* [What the task requires]:
Pick out every line in the data below that holds "BTreeSet".

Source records

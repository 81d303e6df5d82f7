//! RBAC type definitions

use std::collections::BTreeSet;
use std::fmt;

/// Which check a guard performs
#[derive(Debug, Clone, Copy, PartialEq, Eq)]
pub enum GuardMode {
    /// Any of the listed roles
    Role,
    /// All of the listed permissions
    Permission,
}

/// Access requirement declared by a route
#[derive(Debug, Clone, PartialEq, Eq)]
pub enum Requirement {
    /// Pass when the user holds at least one of these roles
    AnyRole(BTreeSet<String>),
    /// Pass when the user holds every one of these permissions
    AllPermissions(BTreeSet<String>),
}

impl Requirement {
    pub fn any_role<I, S>(roles: I) -> Self
    where
        I: IntoIterator<Item = S>,
        S: Into<String>,
    {
        Self::AnyRole(roles.into_iter().map(Into::into).collect())
    }

    pub fn all_permissions<I, S>(permissions: I) -> Self
    where
        I: IntoIterator<Item = S>,
        S: Into<String>,
    {
        Self::AllPermissions(permissions.into_iter().map(Into::into).collect())
    }

    pub fn mode(&self) -> GuardMode {
        match self {
            Self::AnyRole(_) => GuardMode::Role,
            Self::AllPermissions(_) => GuardMode::Permission,
        }
    }

    /// The role or permission names this requirement lists
    pub fn names(&self) -> &BTreeSet<String> {
        match self {
            Self::AnyRole(names) | Self::AllPermissions(names) => names,
        }
    }
}

impl fmt::Display for Requirement {
    fn fmt(&self, f: &mut fmt::Formatter<'_>) -> fmt::Result {
        let names: Vec<&str> = self.names().iter().map(String::as_str).collect();
        match self {
            Self::AnyRole(_) => write!(f, "any role of [{}]", names.join(", ")),
            Self::AllPermissions(_) => write!(f, "all permissions of [{}]", names.join(", ")),
        }
    }
}

/// Permission check result
#[derive(Debug, Clone)]
pub struct PermissionCheck {
    /// Whether permission is granted
    pub granted: bool,
    /// Roles that granted the requirement
    pub granted_by_roles: Vec<String>,
    /// Reason for denial (if not granted)
    pub denial_reason: Option<String>,
}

* [Exercise response]:
use std::collections::BTreeSet;
    AnyRole(BTreeSet<String>),
    AllPermissions(BTreeSet<String>),
    pub fn names(&self) -> &BTreeSet<String> {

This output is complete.